§ YOUR ASSIGNMENT: Check each line of the material below for "limit", then copy the ones that contain it.

==== EXTRACTED DATA ====

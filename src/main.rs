//! `cai`: per-workspace sandbox containers for AI coding agents.

use clap::{Args, Parser, Subcommand};
use std::path::PathBuf;
use tracing_subscriber::{fmt, prelude::*, EnvFilter};

mod commands;
mod config;
mod context;
mod engine;
mod env;
mod error;
mod git;
mod lookup;
mod naming;
mod options;
mod poll;
mod provision;
mod report;
mod resolve;
mod session;
mod shell;
mod ssh;
mod volume;

use options::{Mode, SessionCommandOptions};

#[derive(Parser)]
#[command(name = "cai")]
#[command(
    author,
    version,
    about = "Run AI coding agents in isolated per-workspace containers"
)]
#[command(propagate_version = true)]
struct Cli {
    #[command(subcommand)]
    command: Commands,

    /// Show what cai is doing
    #[arg(short, long, global = true)]
    verbose: bool,

    /// Enable debug logging
    #[arg(long, global = true)]
    debug: bool,

    /// Only print errors
    #[arg(short, long, global = true, conflicts_with_all = ["verbose", "debug"])]
    quiet: bool,
}

#[derive(Subcommand)]
enum Commands {
    /// Start the agent (or a command) in the workspace container
    Run {
        #[command(flatten)]
        session: SessionArgs,

        /// Keep the command running in the background and print its PID
        #[arg(short, long)]
        detached: bool,

        /// Command to run instead of the agent
        #[arg(trailing_var_arg = true)]
        command: Vec<String>,
    },

    /// Open a login shell in the workspace container
    Shell {
        #[command(flatten)]
        session: SessionArgs,

        /// Recreate the container on a brand-new data volume
        #[arg(long)]
        reset: bool,
    },

    /// Run a command through a login shell in the workspace container
    Exec {
        #[command(flatten)]
        session: SessionArgs,

        /// Command to run
        #[arg(trailing_var_arg = true)]
        command: Vec<String>,
    },
}

/// Flags shared by every session command.
#[derive(Args)]
struct SessionArgs {
    /// Workspace directory (defaults to the current directory)
    #[arg(short, long)]
    workspace: Option<PathBuf>,

    /// Use the container with this name instead of the workspace's
    #[arg(long)]
    container: Option<String>,

    /// Data volume for agent state
    #[arg(long)]
    data_volume: Option<String>,

    /// Config file to use instead of the workspace's .containai/config.toml
    #[arg(long)]
    config: Option<PathBuf>,

    /// Template the container is created from
    #[arg(long)]
    template: Option<String>,

    /// Image tag, overriding the channel
    #[arg(long)]
    image_tag: Option<String>,

    /// Image channel: stable or nightly
    #[arg(long)]
    channel: Option<String>,

    /// Memory limit for a new container (e.g. 4g)
    #[arg(long)]
    memory: Option<String>,

    /// CPU limit for a new container (e.g. 2)
    #[arg(long)]
    cpus: Option<String>,

    /// Remove and recreate the container
    #[arg(long)]
    fresh: bool,

    /// Fall back to the default Docker context when no isolation context exists
    #[arg(long)]
    force: bool,

    /// Print what would happen without changing anything
    #[arg(long)]
    dry_run: bool,

    /// Forward an environment variable (KEY=VALUE, or KEY to copy the host's)
    #[arg(short, long = "env", value_name = "KEY[=VALUE]")]
    env: Vec<String>,
}

impl SessionArgs {
    fn into_options(self, mode: Mode) -> SessionCommandOptions {
        SessionCommandOptions {
            mode,
            workspace: self.workspace,
            container: self.container,
            data_volume: self.data_volume,
            config: self.config,
            template: self.template,
            image_tag: self.image_tag,
            channel: self.channel,
            memory: self.memory,
            cpus: self.cpus,
            fresh: self.fresh,
            force: self.force,
            dry_run: self.dry_run,
            env: self.env,
            ..Default::default()
        }
    }
}

impl Cli {
    fn into_options(self) -> SessionCommandOptions {
        let mut opts = match self.command {
            Commands::Run {
                session,
                detached,
                command,
            } => SessionCommandOptions {
                detached,
                command,
                ..session.into_options(Mode::Run)
            },
            Commands::Shell { session, reset } => SessionCommandOptions {
                reset,
                ..session.into_options(Mode::Shell)
            },
            Commands::Exec { session, command } => SessionCommandOptions {
                command,
                ..session.into_options(Mode::Exec)
            },
        };
        opts.quiet = self.quiet;
        opts.verbose = self.verbose;
        opts.debug = self.debug;
        opts
    }
}

#[tokio::main]
async fn main() {
    let opts = Cli::parse().into_options();

    tracing_subscriber::registry()
        .with(fmt::layer().with_writer(std::io::stderr))
        .with(EnvFilter::new(opts.log_filter()))
        .init();

    let code = match commands::session::run(opts).await {
        Ok(code) => code,
        Err(e) => {
            eprintln!("{}", report::error_line(&format!("{e:#}")));
            error::exit_code_for(&e)
        }
    };
    std::process::exit(code);
}

#[cfg(test)]
mod tests {
    use super::*;

    fn parse(args: &[&str]) -> SessionCommandOptions {
        Cli::try_parse_from(args).unwrap().into_options()
    }

    #[test]
    fn test_run_flags() {
        let opts = parse(&[
            "cai", "run", "-w", "/tmp", "--data-volume", "vol", "-e", "A=1", "-e", "B", "-d",
            "--", "codex", "--yolo",
        ]);
        assert_eq!(opts.mode, Mode::Run);
        assert_eq!(opts.workspace, Some(PathBuf::from("/tmp")));
        assert_eq!(opts.data_volume.as_deref(), Some("vol"));
        assert_eq!(opts.env, vec!["A=1", "B"]);
        assert!(opts.detached);
        assert_eq!(opts.command, vec!["codex", "--yolo"]);
    }

    #[test]
    fn test_shell_reset_and_globals() {
        let opts = parse(&["cai", "-q", "shell", "--reset", "--force"]);
        assert_eq!(opts.mode, Mode::Shell);
        assert!(opts.reset && opts.force && opts.quiet);
        assert!(!opts.fresh);
    }

    #[test]
    fn test_exec_trailing_command() {
        let opts = parse(&["cai", "exec", "--container", "box", "ls", "-la"]);
        assert_eq!(opts.mode, Mode::Exec);
        assert_eq!(opts.container.as_deref(), Some("box"));
        assert_eq!(opts.command, vec!["ls", "-la"]);
    }

    #[test]
    fn test_reset_only_on_shell() {
        assert!(Cli::try_parse_from(["cai", "run", "--reset"]).is_err());
        assert!(Cli::try_parse_from(["cai", "exec", "--detached", "ls"]).is_err());
    }

    #[test]
    fn test_log_filter() {
        assert_eq!(parse(&["cai", "--debug", "shell"]).log_filter(), "cai=debug");
        assert_eq!(parse(&["cai", "shell", "-v"]).log_filter(), "cai=info");
        assert_eq!(parse(&["cai", "-q", "shell"]).log_filter(), "cai=error");
        assert_eq!(parse(&["cai", "shell"]).log_filter(), "cai=warn");
    }

    #[test]
    fn verify_cli() {
        use clap::CommandFactory;
        Cli::command().debug_assert();
    }
}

====

§ RESULT:
    /// Memory limit for a new container (e.g. 4g)
    /// CPU limit for a new container (e.g. 2)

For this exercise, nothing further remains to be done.